I still have problems applying regex syntax - and that some languages even use different dialects doesn't make things easier.

I want to remove all links containing a CID (whatever that is), replace them with empty string. So I defined:

private Regex regex = new Regex("<a href=\"cid:{[a-f0-9-]*}\">([^<])</a>");

and went for a replacement:

html = regex.Replace(html,"");

But for some reason or another, my Regex does not work.

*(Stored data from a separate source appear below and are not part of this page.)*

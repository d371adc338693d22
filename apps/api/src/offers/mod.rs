pub mod dispatch;
pub mod handlers;
pub mod lifecycle;
pub mod service;
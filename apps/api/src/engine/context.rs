//! Render-time data shared by every section of one document.

use serde_json::{Map, Value};

use crate::engine::salary::{calculate, SalaryBreakdown};
use crate::models::company::CompanyPolicy;

/// Everything a section renderer may read. Built once per render.
///
/// `data` is the placeholder/condition bag: the candidate fields at the root,
/// plus `company.*` (the policy) and `salary.*` (the computed breakdown) when
/// the candidate does not already define those keys.
#[derive(Debug, Clone)]
pub struct RenderContext {
    pub data: Value,
    pub policy: CompanyPolicy,
    pub salary: SalaryBreakdown,
}

impl RenderContext {
    pub fn new(candidate: &Value, policy: Option<&CompanyPolicy>) -> Self {
        let policy = policy.cloned().unwrap_or_default();
        let salary = calculate(candidate, &policy);

        let mut data = match candidate {
            Value::Object(map) => map.clone(),
            _ => Map::new(),
        };
        if !data.contains_key("company") {
            data.insert(
                "company".to_string(),
                serde_json::to_value(&policy).unwrap_or(Value::Null),
            );
        }
        if !data.contains_key("salary") {
            data.insert(
                "salary".to_string(),
                serde_json::to_value(&salary).unwrap_or(Value::Null),
            );
        }

        Self {
            data: Value::Object(data),
            policy,
            salary,
        }
    }

    pub fn currency(&self) -> &str {
        &self.salary.currency
    }
}
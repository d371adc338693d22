pub mod health;

use axum::{
    routing::{get, post},
    Router,
};

use crate::offers::handlers as offers;
use crate::state::AppState;
use crate::templates::handlers as templates;

pub fn build_router(state: AppState) -> Router {
    Router::new()
        .route("/health", get(health::health_handler))
        // Templates
        .route("/api/v1/templates", post(templates::handle_create_template))
        .route(
            "/api/v1/templates/:id",
            get(templates::handle_get_template).put(templates::handle_update_template),
        )
        .route(
            "/api/v1/templates/:id/history",
            get(templates::handle_template_history),
        )
        .route(
            "/api/v1/templates/:id/versions/:version/restore",
            post(templates::handle_restore_version),
        )
        .route(
            "/api/v1/templates/:id/validate",
            get(templates::handle_validate_template),
        )
        .route(
            "/api/v1/templates/:id/preview",
            post(templates::handle_preview_template),
        )
        // Companies & salary
        .route(
            "/api/v1/companies/:id",
            get(templates::handle_get_company).put(templates::handle_upsert_company),
        )
        .route(
            "/api/v1/salary/calculate",
            post(templates::handle_calculate_salary),
        )
        // Offers
        .route("/api/v1/offers", post(offers::handle_generate_offer))
        .route("/api/v1/offers/:id", get(offers::handle_get_offer))
        .route("/api/v1/offers/:id/html", get(offers::handle_offer_html))
        .route("/api/v1/offers/:id/send", post(offers::handle_send_offer))
        .route("/api/v1/offers/:id/view", post(offers::handle_record_view))
        .route("/api/v1/offers/:id/respond", post(offers::handle_respond))
        .route("/api/v1/offers/:id/withdraw", post(offers::handle_withdraw))
        .with_state(state)
}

The result still contains:

<a href="cid:c524ae03-7ac7-4823-9a28-af17a6acf12f">Test.txt</a>

I also tried the following:

new Regex("<a href=\"cid:[a-f0-9-]*\">([^<])</a>");
new Regex("<a href=\"cid:{([a-f0-9-]*)}\">([^<])</a>");
new Regex("<a href=\"cid:([a-f0-9-]*)\">([^<])</a>");

but I can't figure out what's wrong with my regex...

Alexander
  • 19,906
  • 19
  • 75
  • 162
  • [Do not use regular expressions to parse HTML](http://stackoverflow.com/a/1732454/803335) – Stephan Apr 22 '14 at 11:33
  • why do you use { and } parentheses? – Axarydax Apr 22 '14 at 11:35
  • Dear @Stephan, I am not parsing HTML. Building a DOM tree from possibly malformed HTML, just to remove links which have a specific layout, may be destroying the malformedness, which may be or may not be intended by the author of the HTML document. Furthermore I think, but you may prove me wrong, that all comments are lost this way, since comments are not part of the DOM tree. – Alexander Apr 22 '14 at 11:43
  • @Alexander, I just wanted to point out, that this is not a trivial task. What about nested tags or even nested CDATA sections... I'm not sure about the point with maintaining malformedness, but at least every XML parser that I worked with can be configured to put comments into the DOM. – Stephan Apr 22 '14 at 12:27

1 Answers1

3

try this :

<a href=\"cid:[a-f0-9-]*\">[^<]+<\/a>
                               |here

the problem with your regex was that , your regex checked for only one letter not a whole word

demo here : http://regex101.com/r/hH6qW1

aelor
  • 10,892
  • 3
  • 32
  • 48